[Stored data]
──────────

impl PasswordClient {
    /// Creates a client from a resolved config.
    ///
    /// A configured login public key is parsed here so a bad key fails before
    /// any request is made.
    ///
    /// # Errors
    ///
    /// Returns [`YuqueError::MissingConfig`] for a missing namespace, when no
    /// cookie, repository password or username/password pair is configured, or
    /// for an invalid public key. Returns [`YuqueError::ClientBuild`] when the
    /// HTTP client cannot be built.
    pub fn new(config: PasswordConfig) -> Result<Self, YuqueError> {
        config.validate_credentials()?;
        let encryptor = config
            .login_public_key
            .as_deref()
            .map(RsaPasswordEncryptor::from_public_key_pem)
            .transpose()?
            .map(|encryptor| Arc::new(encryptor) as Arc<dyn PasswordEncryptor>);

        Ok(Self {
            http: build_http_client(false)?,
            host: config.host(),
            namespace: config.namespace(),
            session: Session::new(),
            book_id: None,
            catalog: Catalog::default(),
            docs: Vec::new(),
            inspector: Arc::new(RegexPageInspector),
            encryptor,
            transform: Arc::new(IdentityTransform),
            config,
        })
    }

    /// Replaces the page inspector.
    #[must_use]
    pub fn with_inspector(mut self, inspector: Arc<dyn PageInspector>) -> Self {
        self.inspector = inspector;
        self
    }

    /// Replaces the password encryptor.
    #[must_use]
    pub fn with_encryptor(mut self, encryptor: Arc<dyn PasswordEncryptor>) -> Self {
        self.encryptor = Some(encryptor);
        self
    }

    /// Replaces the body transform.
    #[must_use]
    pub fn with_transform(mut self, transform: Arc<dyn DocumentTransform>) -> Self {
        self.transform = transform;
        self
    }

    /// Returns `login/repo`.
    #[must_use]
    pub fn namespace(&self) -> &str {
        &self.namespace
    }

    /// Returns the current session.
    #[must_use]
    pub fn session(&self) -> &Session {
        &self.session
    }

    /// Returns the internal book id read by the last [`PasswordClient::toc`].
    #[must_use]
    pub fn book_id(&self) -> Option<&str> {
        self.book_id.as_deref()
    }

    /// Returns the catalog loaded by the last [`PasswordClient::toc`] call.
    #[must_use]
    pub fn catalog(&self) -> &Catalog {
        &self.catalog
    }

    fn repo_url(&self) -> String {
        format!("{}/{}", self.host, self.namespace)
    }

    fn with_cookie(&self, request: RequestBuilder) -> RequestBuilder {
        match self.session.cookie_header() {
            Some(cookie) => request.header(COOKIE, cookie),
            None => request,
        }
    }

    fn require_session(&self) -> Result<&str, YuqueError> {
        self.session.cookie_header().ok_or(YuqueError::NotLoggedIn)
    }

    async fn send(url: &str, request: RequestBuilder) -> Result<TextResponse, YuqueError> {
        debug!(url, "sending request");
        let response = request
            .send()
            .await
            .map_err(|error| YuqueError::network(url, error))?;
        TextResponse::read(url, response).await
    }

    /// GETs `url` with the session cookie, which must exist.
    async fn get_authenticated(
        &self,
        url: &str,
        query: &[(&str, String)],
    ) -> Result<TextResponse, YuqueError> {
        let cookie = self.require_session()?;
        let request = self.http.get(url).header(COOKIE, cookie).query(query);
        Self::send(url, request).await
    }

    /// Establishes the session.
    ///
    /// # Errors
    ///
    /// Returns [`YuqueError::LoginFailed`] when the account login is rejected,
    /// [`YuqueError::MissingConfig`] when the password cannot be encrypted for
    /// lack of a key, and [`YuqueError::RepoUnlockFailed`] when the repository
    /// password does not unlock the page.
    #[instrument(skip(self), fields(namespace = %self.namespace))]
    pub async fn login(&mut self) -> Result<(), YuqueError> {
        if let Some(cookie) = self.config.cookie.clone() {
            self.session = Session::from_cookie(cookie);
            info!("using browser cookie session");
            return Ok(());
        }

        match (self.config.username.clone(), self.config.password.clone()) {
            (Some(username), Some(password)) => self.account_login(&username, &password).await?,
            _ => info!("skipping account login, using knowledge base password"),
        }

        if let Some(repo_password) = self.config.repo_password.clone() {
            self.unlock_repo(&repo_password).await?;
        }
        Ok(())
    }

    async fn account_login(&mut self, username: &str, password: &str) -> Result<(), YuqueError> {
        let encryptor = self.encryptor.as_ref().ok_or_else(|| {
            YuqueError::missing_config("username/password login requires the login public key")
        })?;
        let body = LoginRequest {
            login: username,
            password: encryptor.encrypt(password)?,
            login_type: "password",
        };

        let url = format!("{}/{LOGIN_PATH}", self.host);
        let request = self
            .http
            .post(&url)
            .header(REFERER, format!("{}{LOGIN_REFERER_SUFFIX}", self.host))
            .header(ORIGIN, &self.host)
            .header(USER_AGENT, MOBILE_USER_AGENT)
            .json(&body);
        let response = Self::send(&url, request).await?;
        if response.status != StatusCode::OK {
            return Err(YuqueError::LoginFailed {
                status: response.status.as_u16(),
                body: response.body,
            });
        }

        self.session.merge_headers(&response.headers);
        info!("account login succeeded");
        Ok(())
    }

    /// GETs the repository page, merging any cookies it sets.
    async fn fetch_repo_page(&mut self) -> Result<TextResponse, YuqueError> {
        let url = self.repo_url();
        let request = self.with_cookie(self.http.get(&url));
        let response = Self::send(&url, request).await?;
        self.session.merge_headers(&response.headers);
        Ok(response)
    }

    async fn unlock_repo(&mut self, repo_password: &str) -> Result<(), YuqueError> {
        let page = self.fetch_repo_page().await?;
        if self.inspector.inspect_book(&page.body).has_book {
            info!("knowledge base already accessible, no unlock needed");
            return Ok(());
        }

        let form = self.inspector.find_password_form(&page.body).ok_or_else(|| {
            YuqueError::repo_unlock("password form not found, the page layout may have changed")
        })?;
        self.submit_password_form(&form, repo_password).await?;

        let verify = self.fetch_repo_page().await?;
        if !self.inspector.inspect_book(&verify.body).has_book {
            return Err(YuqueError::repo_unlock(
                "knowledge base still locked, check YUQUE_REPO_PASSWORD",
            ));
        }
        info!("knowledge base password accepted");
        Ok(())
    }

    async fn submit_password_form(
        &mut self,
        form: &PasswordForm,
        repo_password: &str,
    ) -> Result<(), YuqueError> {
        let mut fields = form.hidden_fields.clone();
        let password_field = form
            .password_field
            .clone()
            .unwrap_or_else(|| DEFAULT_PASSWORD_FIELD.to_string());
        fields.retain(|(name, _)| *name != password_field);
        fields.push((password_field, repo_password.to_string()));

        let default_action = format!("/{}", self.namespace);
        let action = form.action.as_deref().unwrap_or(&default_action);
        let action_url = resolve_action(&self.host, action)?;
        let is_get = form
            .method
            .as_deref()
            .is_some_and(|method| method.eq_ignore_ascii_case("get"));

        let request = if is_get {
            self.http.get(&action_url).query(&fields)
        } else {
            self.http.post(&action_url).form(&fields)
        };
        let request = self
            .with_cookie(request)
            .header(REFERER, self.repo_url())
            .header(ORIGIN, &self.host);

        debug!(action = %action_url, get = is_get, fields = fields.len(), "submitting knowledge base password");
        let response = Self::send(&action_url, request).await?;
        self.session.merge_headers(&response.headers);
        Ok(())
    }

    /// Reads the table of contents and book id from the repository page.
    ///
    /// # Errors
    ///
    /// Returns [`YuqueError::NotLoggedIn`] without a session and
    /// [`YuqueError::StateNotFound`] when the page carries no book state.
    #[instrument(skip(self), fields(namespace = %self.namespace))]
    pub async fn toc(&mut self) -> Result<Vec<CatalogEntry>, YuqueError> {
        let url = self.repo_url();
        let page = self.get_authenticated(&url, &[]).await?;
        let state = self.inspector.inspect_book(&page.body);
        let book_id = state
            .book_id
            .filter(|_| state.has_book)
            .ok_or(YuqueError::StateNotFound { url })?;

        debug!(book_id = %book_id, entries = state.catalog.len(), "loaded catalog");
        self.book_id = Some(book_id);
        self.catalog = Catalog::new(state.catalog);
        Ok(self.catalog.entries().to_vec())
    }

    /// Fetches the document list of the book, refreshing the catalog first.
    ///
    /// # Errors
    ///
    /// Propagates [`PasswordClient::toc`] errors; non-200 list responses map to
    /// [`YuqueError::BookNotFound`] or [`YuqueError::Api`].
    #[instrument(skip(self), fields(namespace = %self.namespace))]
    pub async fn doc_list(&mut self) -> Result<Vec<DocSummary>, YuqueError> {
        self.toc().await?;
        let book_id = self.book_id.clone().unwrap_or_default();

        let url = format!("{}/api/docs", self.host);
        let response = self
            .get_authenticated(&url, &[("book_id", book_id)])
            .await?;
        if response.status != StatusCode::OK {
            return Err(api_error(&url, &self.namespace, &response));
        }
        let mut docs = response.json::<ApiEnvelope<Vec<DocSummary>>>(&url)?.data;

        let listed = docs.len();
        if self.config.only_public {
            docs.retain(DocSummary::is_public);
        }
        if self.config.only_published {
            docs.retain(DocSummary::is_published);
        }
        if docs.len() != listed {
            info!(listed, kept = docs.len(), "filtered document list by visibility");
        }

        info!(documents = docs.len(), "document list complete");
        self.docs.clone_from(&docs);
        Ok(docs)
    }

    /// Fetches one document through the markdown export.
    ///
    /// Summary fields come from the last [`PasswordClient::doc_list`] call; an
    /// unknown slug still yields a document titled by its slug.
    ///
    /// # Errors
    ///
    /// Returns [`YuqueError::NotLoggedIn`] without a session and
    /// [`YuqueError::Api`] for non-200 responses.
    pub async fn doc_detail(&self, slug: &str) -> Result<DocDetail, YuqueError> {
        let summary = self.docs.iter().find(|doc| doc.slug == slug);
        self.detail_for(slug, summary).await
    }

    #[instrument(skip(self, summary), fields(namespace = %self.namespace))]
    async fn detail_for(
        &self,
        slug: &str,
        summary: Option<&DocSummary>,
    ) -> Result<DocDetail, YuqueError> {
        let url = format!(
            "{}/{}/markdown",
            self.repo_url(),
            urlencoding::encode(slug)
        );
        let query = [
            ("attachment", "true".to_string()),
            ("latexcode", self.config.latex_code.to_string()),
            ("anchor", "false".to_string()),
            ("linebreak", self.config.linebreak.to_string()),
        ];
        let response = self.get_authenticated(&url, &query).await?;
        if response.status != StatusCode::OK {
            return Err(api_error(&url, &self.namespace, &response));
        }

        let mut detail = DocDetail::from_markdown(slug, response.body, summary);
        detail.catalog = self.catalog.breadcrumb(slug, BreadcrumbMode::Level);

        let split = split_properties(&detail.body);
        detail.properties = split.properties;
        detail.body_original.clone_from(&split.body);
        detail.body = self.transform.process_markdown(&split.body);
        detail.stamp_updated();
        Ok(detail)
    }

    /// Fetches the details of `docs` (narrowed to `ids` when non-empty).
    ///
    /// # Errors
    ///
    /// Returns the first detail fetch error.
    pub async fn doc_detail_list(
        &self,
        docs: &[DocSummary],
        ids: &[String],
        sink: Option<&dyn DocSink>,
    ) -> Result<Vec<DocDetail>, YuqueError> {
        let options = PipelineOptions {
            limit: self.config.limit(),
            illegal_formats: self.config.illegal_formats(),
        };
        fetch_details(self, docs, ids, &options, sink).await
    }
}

──────────

For each line above that contains the word "configured", give the line as it is written.

__Answer to this exercise__
    /// A configured login public key is parsed here so a bad key fails before
    /// cookie, repository password or username/password pair is configured, or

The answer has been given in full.